▶ _Exercise objective_:
The answer must be the full listing, repeated word for word.

[Records to process — start]

use actix_web::{web, HttpResponse};
use uuid::Uuid;

use super::{parse_viewer, ActorBody, PageQuery};
use crate::error::Result;
use crate::models::{ApiResponse, PageRequest};
use crate::services::users::FOLLOW_LIST_DEFAULT_LIMIT;
use crate::services::{FollowDirection, InteractionService, UserService};
use crate::AppState;

/// GET /users/{id}
pub async fn get_profile(
    state: web::Data<AppState>,
    path: web::Path<Uuid>,
    query: web::Query<PageQuery>,
) -> Result<HttpResponse> {
    let viewer_id = parse_viewer(query.user_id.as_deref())?;
    let profile = UserService::new(state.store.clone())
        .get_profile(path.into_inner(), viewer_id)
        .await?;

    Ok(HttpResponse::Ok().json(ApiResponse::ok(profile)))
}

/// POST /users/{id}/follow - body `userId` is the follower
pub async fn follow_user(
    state: web::Data<AppState>,
    path: web::Path<Uuid>,
    body: web::Json<ActorBody>,
) -> Result<HttpResponse> {
    let follower_id = body.actor()?;
    let follow = InteractionService::new(state.store.clone())
        .follow_user(follower_id, path.into_inner())
        .await?;

    Ok(HttpResponse::Ok().json(ApiResponse::ok(follow)))
}

/// DELETE /users/{id}/follow
pub async fn unfollow_user(
    state: web::Data<AppState>,
    path: web::Path<Uuid>,
    body: web::Json<ActorBody>,
) -> Result<HttpResponse> {
    let follower_id = body.actor()?;
    let follow = InteractionService::new(state.store.clone())
        .unfollow_user(follower_id, path.into_inner())
        .await?;

    Ok(HttpResponse::Ok().json(ApiResponse::ok(follow)))
}

async fn follow_list(
    state: &AppState,
    user_id: Uuid,
    direction: FollowDirection,
    query: &PageQuery,
) -> Result<HttpResponse> {
    let page = PageRequest::from_query(
        query.page.as_deref(),
        query.limit.as_deref(),
        FOLLOW_LIST_DEFAULT_LIMIT,
        state.feed.max_page_size,
    );

    let (users, pagination) = UserService::new(state.store.clone())
        .list_follows(user_id, direction, page)
        .await?;

    Ok(HttpResponse::Ok().json(ApiResponse::paginated(users, pagination)))
}

/// GET /users/{id}/followers
pub async fn list_followers(
    state: web::Data<AppState>,
    path: web::Path<Uuid>,
    query: web::Query<PageQuery>,
) -> Result<HttpResponse> {
    follow_list(&state, path.into_inner(), FollowDirection::Followers, &query).await
}

/// GET /users/{id}/following
pub async fn list_following(
    state: web::Data<AppState>,
    path: web::Path<Uuid>,
    query: web::Query<PageQuery>,
) -> Result<HttpResponse> {
    follow_list(&state, path.into_inner(), FollowDirection::Following, &query).await
}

[Records to process — finish]

▶ _Exercise response_:
use actix_web::{web, HttpResponse};
use uuid::Uuid;

use super::{parse_viewer, ActorBody, PageQuery};
use crate::error::Result;
use crate::models::{ApiResponse, PageRequest};
use crate::services::users::FOLLOW_LIST_DEFAULT_LIMIT;
use crate::services::{FollowDirection, InteractionService, UserService};
use crate::AppState;

/// GET /users/{id}
pub async fn get_profile(
    state: web::Data<AppState>,
    path: web::Path<Uuid>,
    query: web::Query<PageQuery>,
) -> Result<HttpResponse> {
    let viewer_id = parse_viewer(query.user_id.as_deref())?;
    let profile = UserService::new(state.store.clone())
        .get_profile(path.into_inner(), viewer_id)
        .await?;

    Ok(HttpResponse::Ok().json(ApiResponse::ok(profile)))
}

/// POST /users/{id}/follow - body `userId` is the follower
pub async fn follow_user(
    state: web::Data<AppState>,
    path: web::Path<Uuid>,
    body: web::Json<ActorBody>,
) -> Result<HttpResponse> {
    let follower_id = body.actor()?;
    let follow = InteractionService::new(state.store.clone())
        .follow_user(follower_id, path.into_inner())
        .await?;

    Ok(HttpResponse::Ok().json(ApiResponse::ok(follow)))
}

/// DELETE /users/{id}/follow
pub async fn unfollow_user(
    state: web::Data<AppState>,
    path: web::Path<Uuid>,
    body: web::Json<ActorBody>,
) -> Result<HttpResponse> {
    let follower_id = body.actor()?;
    let follow = InteractionService::new(state.store.clone())
        .unfollow_user(follower_id, path.into_inner())
        .await?;

    Ok(HttpResponse::Ok().json(ApiResponse::ok(follow)))
}

async fn follow_list(
    state: &AppState,
    user_id: Uuid,
    direction: FollowDirection,
    query: &PageQuery,
) -> Result<HttpResponse> {
    let page = PageRequest::from_query(
        query.page.as_deref(),
        query.limit.as_deref(),
        FOLLOW_LIST_DEFAULT_LIMIT,
        state.feed.max_page_size,
    );

    let (users, pagination) = UserService::new(state.store.clone())
        .list_follows(user_id, direction, page)
        .await?;

    Ok(HttpResponse::Ok().json(ApiResponse::paginated(users, pagination)))
}

/// GET /users/{id}/followers
pub async fn list_followers(
    state: web::Data<AppState>,
    path: web::Path<Uuid>,
    query: web::Query<PageQuery>,
) -> Result<HttpResponse> {
    follow_list(&state, path.into_inner(), FollowDirection::Followers, &query).await
}

/// GET /users/{id}/following
pub async fn list_following(
    state: web::Data<AppState>,
    path: web::Path<Uuid>,
    query: web::Query<PageQuery>,
) -> Result<HttpResponse> {
    follow_list(&state, path.into_inner(), FollowDirection::Following, &query).await
}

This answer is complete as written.